Saturday, March 22, 2008

MUSINGS

williams

 by Loretta J. Williams, Ph.D.                            
Director, The Gustavus Myers
Center for the Study of Bigotry
 and Human Rights   
(http://www.myerscenter.org/)
Did you know that the pioneering sociologist W.E.B. DuBois wrote three novels in his senior years?  The prolific scholar activist (1868-1963) is known best for his founding of Crisis magaze and for his statement that the problem of the 20th century is the color line. The novels in The Black Flame Trilogy are less known. In fact, the US government’s ‘better-dead-than-red’ days and powers tried to block publication for a long time. Now Oxford University Press has republished The Ordeal of Mansart, Mansart Builds a School, and Worlds of Color, Oxford 2007. The three novels center around key individuals and their families, descendants, and involvements. DuBois takes the readers through Reconstruction and Jim Crow, geopolitics, and strategies of resistance and pragmatic compromise. These novels deserve wide readership and discussion of the various worldviews in dynamic view. 
Currently showing in many movie theaters is another stepping stone to understanding more deeply some of this same time period: The Great Debaters.
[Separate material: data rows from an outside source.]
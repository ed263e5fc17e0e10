//! Function values.

use regex::Regex;
use std::sync::LazyLock;

/// How the host prints a built-in routine: `function name() { [native code] }`
static NATIVE_SOURCE: LazyLock<Regex> = LazyLock::new(|| {
	Regex::new(r"^function (\w+)\(\) \{\s*\[native code\]\s*\}$")
		.expect("native function pattern is valid")
});

/// A function value.
///
/// Script functions keep the source text the host recorded for them.
/// Built-in routines have no source; only their name is known.
#[derive(Clone, Debug, PartialEq, Eq)]
pub enum Callable {
	/// Function defined in script, with its source text
	Script {
		/// Function name, if it has one
		name: Option<String>,
		/// Source text as reported by the host
		source: String,
	},
	/// Built-in routine without accessible source
	Native {
		/// Name the routine is reachable under
		name: String,
	},
}

impl Callable {
	/// Script function from its source text
	pub fn script(source: impl Into<String>) -> Self {
		Self::Script {
			name: None,
			source: source.into(),
		}
	}

	/// Named script function from its source text
	pub fn named_script(name: impl Into<String>, source: impl Into<String>) -> Self {
		Self::Script {
			name: Some(name.into()),
			source: source.into(),
		}
	}

	/// Built-in routine
	pub fn native(name: impl Into<String>) -> Self {
		Self::Native { name: name.into() }
	}

	/// Build a callable from the text the host prints for a function.
	///
	/// The host's placeholder for built-ins is recognised and turned into
	/// [`Callable::Native`]; anything else is script source.
	///
	/// # Example
	///
	/// ```rust
	/// use tosrc_value::Callable;
	///
	/// assert_eq!(
	///     Callable::from_source_text("function Date() { [native code] }"),
	///     Callable::native("Date")
	/// );
	/// assert_eq!(
	///     Callable::from_source_text("function () { return 1; }"),
	///     Callable::script("function () { return 1; }")
	/// );
	/// ```
	pub fn from_source_text(text: &str) -> Self {
		match NATIVE_SOURCE.captures(text) {
			Some(caps) => Self::native(&caps[1]),
			None => Self::script(text),
		}
	}

	/// Function name, if known
	#[must_use]
	pub fn name(&self) -> Option<&str> {
		match self {
			Self::Script { name, .. } => name.as_deref(),
			Self::Native { name } => Some(name),
		}
	}

	/// Source text, if the function has any
	#[must_use]
	pub fn source(&self) -> Option<&str> {
		match self {
			Self::Script { source, .. } => Some(source),
			Self::Native { .. } => None,
		}
	}

	/// Returns `true` for built-in routines
	#[must_use]
	pub fn is_native(&self) -> bool {
		matches!(self, Self::Native { .. })
	}
}
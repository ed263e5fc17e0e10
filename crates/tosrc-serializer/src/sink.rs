//! Diagnostic sinks.
//!
//! The serializer reports circular references as warnings. Where they go is
//! up to the embedding application: [`TracingSink`] (the default) forwards
//! them to `tracing`, [`NullSink`] drops them and [`MemorySink`] keeps them
//! for inspection.

use parking_lot::Mutex;
use tosrc_value::Value;

/// Receiver of serializer warnings
pub trait DiagnosticSink: Send + Sync {
	/// Report a warning about `value`
	fn warn(&self, message: &str, value: &Value);
}

/// Sink that emits warnings as `tracing` events
#[derive(Debug, Clone, Copy, Default)]
pub struct TracingSink;

impl DiagnosticSink for TracingSink {
	fn warn(&self, message: &str, value: &Value) {
		tracing::warn!(kind = %value.kind(), "{}", message);
	}
}

/// Sink that discards warnings
#[derive(Debug, Clone, Copy, Default)]
pub struct NullSink;

impl DiagnosticSink for NullSink {
	fn warn(&self, _message: &str, _value: &Value) {}
}

/// A recorded warning
#[derive(Debug, Clone, PartialEq)]
pub struct Diagnostic {
	/// Warning text
	pub message: String,
	/// The value the warning is about
	pub value: Value,
}

/// Sink that stores warnings in memory
///
/// # Example
///
/// ```rust
/// use tosrc_serializer::{DiagnosticSink, MemorySink, Value};
///
/// let sink = MemorySink::new();
/// sink.warn("something odd", &Value::Null);
///
/// assert_eq!(sink.len(), 1);
/// assert_eq!(sink.diagnostics()[0].message, "something odd");
/// ```
#[derive(Debug, Default)]
pub struct MemorySink {
	diagnostics: Mutex<Vec<Diagnostic>>,
}

impl MemorySink {
	/// Create an empty sink
	pub fn new() -> Self {
		Self::default()
	}

	/// Snapshot of the recorded warnings
	pub fn diagnostics(&self) -> Vec<Diagnostic> {
		self.diagnostics.lock().clone()
	}

	/// Number of recorded warnings
	pub fn len(&self) -> usize {
		self.diagnostics.lock().len()
	}

	/// Returns `true` if nothing was recorded
	pub fn is_empty(&self) -> bool {
		self.diagnostics.lock().is_empty()
	}

	/// Remove and return the recorded warnings
	pub fn take(&self) -> Vec<Diagnostic> {
		std::mem::take(&mut *self.diagnostics.lock())
	}
}

impl DiagnosticSink for MemorySink {
	fn warn(&self, message: &str, value: &Value) {
		self.diagnostics.lock().push(Diagnostic {
			message: message.to_string(),
			value: value.clone(),
		});
	}
}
Denzel Washington’s portrayal of Professor Melvin Tolson and his debate teams in the segregated south is outstanding. Knowledge of Tolson, poet and organizer for southern Black farmers, too, has been eliminated from much schooling. Like DuBois, Tolson’s importance has been suppressed for his “communist” leanings.

Let’s settle in this month to read the DuBois novels.  View and discuss the Great Debaters movie. We stand on the shoulders of some audacious folk!